Unlike in their first defeat to Trump in 2016, this time Democrats lost the popular vote and saw their vaunted “Obama coalition” break into pieces, with many working-class voters and Latinos fleeing to Trump. There was no Russia investigation or foreign interference operation to blame this time.
Many of those voters cited inflation as a reason for throwing their support to Trump. Dissatisfied with the cost of living under President Joe Biden and nostalgic for the pre-pandemic economy, they decided to give him another chance.
Democrats’ mission is to win back those voters by proving that Trump has no plan to improve their livelihoods and might only make things worse.
After Trump delivered his lengthy inaugural speech, Rep. Nancy Pelosi, D-Calif., the former House speaker, issued a statement highlighting “what he didn’t mention” — “his promised tax cuts for the rich.”
Top Democrats are zeroing in on the massive party-line bill that Republicans are crafting to pass Trump’s agenda, describing it as a tax cut for his wealthy friends that could be paid for by cutting safety net programs that middle-class people rely on.
They point to a 50-page document circulated by the House Budget Committee, first reported by Punchbowl News, that outlines a bevy of spending cuts — including to Medicaid, the Affordable Care Act and the SNAP program — to help finance its agenda for tax breaks, immigration funding and more.

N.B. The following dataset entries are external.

use content_schema::partitioning::PartitionResolver;
use query_registry::{
    resolvers::{Resolver, Transformer},
    MetaField,
};

use crate::{
    registry::context::{InputContext, ObjectTypeBuilder, OutputContext},
    resolution::TypeResolver,
};

pub(in crate::registry) fn generate(
    input_ctx: &InputContext<'_>,
    types: &dyn TypeResolver,
    partitions: &dyn PartitionResolver,
    output_ctx: &mut OutputContext,
) {
    let schema = input_ctx.schema();

    for field in schema.fields().filter(|field| !field.is_hidden()) {
        let resolution = types.resolve_field(field);

        // A field without a resolvable leaf type has no representation in
        // the client API.
        let Some(leaf_type) = resolution.leaf_type else {
            continue;
        };

        let field_type_name = input_ctx.field_type_name(field.name());

        output_ctx.create_scalar_type(leaf_type.named_type());

        // The container with one entry per partition key, e.g. `iv` or one
        // entry per configured language.
        output_ctx.with_object_type(&field_type_name, |builder: &mut ObjectTypeBuilder| {
            builder.description(format!(
                "The structure of the {} of a {} content type.",
                field.display_name(),
                schema.display_name(),
            ));

            for partition in partitions.resolve(field.partitioning()) {
                let mut entry = MetaField::new(partition.as_str(), leaf_type.clone());
                entry.description = field.hints().map(ToString::to_string);
                entry.resolver = resolution.resolver.clone();

                builder.push_field(entry);
            }
        });

        let mut data_field = MetaField::new(input_ctx.client_field_name(field.name()), field_type_name.as_str());
        data_field.resolver = Resolver::Transformer(Transformer::select(field.name()));

        output_ctx.push_data_field(data_field);
    }
}
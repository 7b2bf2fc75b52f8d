//! Data structures for the query type system rendered out of content-type
//! definitions.
//!
//! Types in here are plain data. Execution lives with the consumer of the
//! registry; the only logic shipped here is the synchronous evaluation of
//! [`resolvers::Resolver`] over JSON values.

use std::collections::BTreeMap;
use std::fmt;

use indexmap::IndexMap;
use serde::{Deserialize, Serialize};

pub mod resolvers;

use resolvers::Resolver;

/// A set of named types, keyed by type name, with a designated root type.
#[derive(Clone, Debug, Serialize, Deserialize)]
pub struct Registry {
    pub types: BTreeMap<String, MetaType>,
    pub root_type: String,
}

impl Registry {
    pub fn new(root_type: impl Into<String>) -> Self {
        Self {
            types: BTreeMap::new(),
            root_type: root_type.into(),
        }
    }

    pub fn create_type(&mut self, ty: impl Into<MetaType>) {
        let ty = ty.into();
        self.types.insert(ty.name().to_string(), ty);
    }

    pub fn lookup_type(&self, name: &str) -> Option<&MetaType> {
        self.types.get(name)
    }

    /// The root object of the registry, if one has been registered.
    pub fn root_object(&self) -> Option<&ObjectType> {
        self.lookup_type(&self.root_type).and_then(MetaType::object)
    }
}

#[derive(Clone, Debug, Serialize, Deserialize)]
pub enum MetaType {
    Scalar(ScalarType),
    Object(ObjectType),
}

impl MetaType {
    pub fn name(&self) -> &str {
        match self {
            MetaType::Scalar(inner) => &inner.name,
            MetaType::Object(inner) => &inner.name,
        }
    }

    pub fn description(&self) -> Option<&str> {
        match self {
            MetaType::Scalar(inner) => inner.description.as_deref(),
            MetaType::Object(inner) => inner.description.as_deref(),
        }
    }

    pub fn object(&self) -> Option<&ObjectType> {
        match self {
            MetaType::Object(inner) => Some(inner),
            MetaType::Scalar(_) => None,
        }
    }

    pub fn fields_mut(&mut self) -> Option<&mut IndexMap<String, MetaField>> {
        match self {
            MetaType::Object(inner) => Some(&mut inner.fields),
            MetaType::Scalar(_) => None,
        }
    }
}

impl From<ObjectType> for MetaType {
    fn from(value: ObjectType) -> Self {
        MetaType::Object(value)
    }
}

impl From<ScalarType> for MetaType {
    fn from(value: ScalarType) -> Self {
        MetaType::Scalar(value)
    }
}

/// An object type. Fields keep their insertion order.
#[derive(Clone, Debug, Serialize, Deserialize)]
pub struct ObjectType {
    pub name: String,
    pub description: Option<String>,
    pub fields: IndexMap<String, MetaField>,
}

impl ObjectType {
    pub fn new(name: impl Into<String>, fields: impl IntoIterator<Item = MetaField>) -> Self {
        Self {
            name: name.into(),
            description: None,
            fields: fields
                .into_iter()
                .map(|field| (field.name.clone(), field))
                .collect(),
        }
    }

    pub fn field_by_name(&self, name: &str) -> Option<&MetaField> {
        self.fields.get(name)
    }
}

#[derive(Clone, Debug, Serialize, Deserialize)]
pub struct ScalarType {
    pub name: String,
    pub description: Option<String>,
}

impl ScalarType {
    pub fn new(name: impl Into<String>) -> Self {
        Self {
            name: name.into(),
            description: None,
        }
    }
}

#[derive(Clone, Default, Debug, Serialize, Deserialize)]
pub struct MetaField {
    pub name: String,
    pub description: Option<String>,
    pub ty: MetaFieldType,
    #[serde(skip_serializing_if = "Resolver::is_parent", default)]
    pub resolver: Resolver,
}

impl MetaField {
    pub fn new(name: impl Into<String>, ty: impl Into<MetaFieldType>) -> MetaField {
        MetaField {
            name: name.into(),
            ty: ty.into(),
            ..Default::default()
        }
    }
}

/// A reference to a type in the registry, e.g. `String` or `[String]`.
#[derive(Clone, Default, Debug, PartialEq, Eq, Serialize, Deserialize)]
#[serde(transparent)]
pub struct MetaFieldType(String);

impl MetaFieldType {
    pub fn as_str(&self) -> &str {
        &self.0
    }

    /// The name of the referenced type, with any list or required wrappers
    /// stripped.
    pub fn named_type(&self) -> &str {
        self.0.trim_start_matches('[').trim_end_matches([']', '!'])
    }
}

impl From<&str> for MetaFieldType {
    fn from(value: &str) -> Self {
        Self(value.to_string())
    }
}

impl From<String> for MetaFieldType {
    fn from(value: String) -> Self {
        Self(value)
    }
}

impl fmt::Display for MetaFieldType {
    fn fmt(&self, f: &mut fmt::Formatter<'_>) -> fmt::Result {
        f.write_str(&self.0)
    }
}
use camino::{Utf8Path, Utf8PathBuf};
use std::fmt;

/// Directory under each version that holds all client configuration.
pub const WTF_DIR: &str = "WTF";

/// Directory under [`WTF_DIR`] that holds one directory per account.
pub const ACCOUNT_DIR: &str = "Account";

/// Reserved directory name for add-on data. Never an account or a server.
pub const SAVED_VARIABLES_DIR: &str = "SavedVariables";

/// Marker the client uses to validate its cached settings. Removing it forces a rebuild.
pub const CACHE_MARKER: &str = "cache.md5";

/// Extension of saved-variable files, which are copied and rewritten.
pub const SAVED_VARIABLES_EXTENSION: &str = "lua";

/// Account-wide files: keybindings, account settings and account macros.
pub const ACCOUNT_ARTIFACTS: [&str; 3] =
    ["bindings-cache.wtf", "config-cache.wtf", "macros-cache.txt"];

/// Character files: enabled add-ons, character settings, UI layout and character macros.
pub const CHARACTER_ARTIFACTS: [&str; 4] = [
    "AddOns.txt",
    "config-cache.wtf",
    "layout-local.txt",
    "macros-cache.txt",
];

/// A recognized client installation folder.
///
/// The declaration order is the order versions are listed in.
#[derive(Debug, Clone, Copy, PartialEq, Eq, Hash, PartialOrd, Ord)]
pub enum GameVersion {
    Retail,
    RetailPtr,
    Classic,
    ClassicPtr,
    ClassicBeta,
    ClassicEra,
    ClassicEraPtr,
}

impl GameVersion {
    pub const ALL: [GameVersion; 7] = [
        GameVersion::Retail,
        GameVersion::RetailPtr,
        GameVersion::Classic,
        GameVersion::ClassicPtr,
        GameVersion::ClassicBeta,
        GameVersion::ClassicEra,
        GameVersion::ClassicEraPtr,
    ];

    /// Folder name inside the installation root, e.g. `_retail_`.
    pub fn folder_name(self) -> &'static str {
        match self {
            GameVersion::Retail => "_retail_",
            GameVersion::RetailPtr => "_ptr_",
            GameVersion::Classic => "_classic_",
            GameVersion::ClassicPtr => "_classic_ptr_",
            GameVersion::ClassicBeta => "_classic_beta_",
            GameVersion::ClassicEra => "_classic_era_",
            GameVersion::ClassicEraPtr => "_classic_era_ptr_",
        }
    }

    /// Human-readable name shown when choosing a version.
    pub fn label(self) -> &'static str {
        match self {
            GameVersion::Retail => "Retail",
            GameVersion::RetailPtr => "Retail PTR",
            GameVersion::Classic => "Classic",
            GameVersion::ClassicPtr => "Classic PTR",
            GameVersion::ClassicBeta => "Classic Beta",
            GameVersion::ClassicEra => "Classic Era",
            GameVersion::ClassicEraPtr => "Classic Era PTR",
        }
    }

    /// Exact, case-sensitive match against a folder name.
    pub fn from_folder_name(name: &str) -> Option<GameVersion> {
        Self::ALL.into_iter().find(|v| v.folder_name() == name)
    }

    /// `<root>/<version>/WTF/Account`
    pub fn account_scope(self, root: &Utf8Path) -> Utf8PathBuf {
        root.join(self.folder_name()).join(WTF_DIR).join(ACCOUNT_DIR)
    }
}

impl fmt::Display for GameVersion {
    fn fmt(&self, f: &mut fmt::Formatter<'_>) -> fmt::Result {
        f.write_str(self.label())
    }
}

/// One character's configuration namespace, named verbatim after its directories.
#[derive(Debug, Clone, PartialEq, Eq, Hash, PartialOrd, Ord)]
pub struct Identity {
    pub account: String,
    pub server: String,
    pub character: String,
}

impl Identity {
    pub fn new(
        account: impl Into<String>,
        server: impl Into<String>,
        character: impl Into<String>,
    ) -> Self {
        Self {
            account: account.into(),
            server: server.into(),
            character: character.into(),
        }
    }
}

impl fmt::Display for Identity {
    fn fmt(&self, f: &mut fmt::Formatter<'_>) -> fmt::Result {
        write!(f, "{}-{} ({})", self.character, self.server, self.account)
    }
}

/// Source or destination of a migration: a version plus an identity in it.
#[derive(Debug, Clone, PartialEq, Eq)]
pub struct CopyTarget {
    pub version: GameVersion,
    pub identity: Identity,
}

impl CopyTarget {
    pub fn new(version: GameVersion, identity: Identity) -> Self {
        Self { version, identity }
    }

    /// `<root>/<version>/WTF/Account/<account>`
    pub fn account_dir(&self, root: &Utf8Path) -> Utf8PathBuf {
        self.version
            .account_scope(root)
            .join(&self.identity.account)
    }

    /// `<root>/<version>/WTF/Account/<account>/<server>/<character>`
    pub fn character_dir(&self, root: &Utf8Path) -> Utf8PathBuf {
        self.account_dir(root)
            .join(&self.identity.server)
            .join(&self.identity.character)
    }
}

impl fmt::Display for CopyTarget {
    fn fmt(&self, f: &mut fmt::Formatter<'_>) -> fmt::Result {
        write!(
            f,
            "{{ Version: {}, Account: {}, Server: {}, Character: {} }}",
            self.version, self.identity.account, self.identity.server, self.identity.character
        )
    }
}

“As the saying goes, ‘If you’re not at the table, you’re on the menu.’ So, it’s no surprise from looking at Donald Trump’s cabinet of millionaires and billionaires that America’s middle class is on the menu,” Senate Minority Leader Chuck Schumer, D-N.Y., said in a statement responding to the document.
Sen. Brian Schatz, D-Hawaii, a member of the Democratic leadership team, begrudgingly admitted Trump is talented at distracting his critics by making them chase shiny objects. This time, he said, the resistance needs to focus on the GOP economic agenda.
“We are going to talk every day and every week about what a rip-off this whole enterprise is,” Schatz said in an interview.
“One of the things that congressional Democrats have done poorly, frankly, is that we talk about one thing one week and then something else the following week,” he said. “And I think that’s especially the dynamic with Trump in charge, because he’s extraordinarily skillful at commanding attention. And so one of the things that we’re going to make a conscious effort to do is: Whatever else is going on, our message is going to be: They are ripping you off.”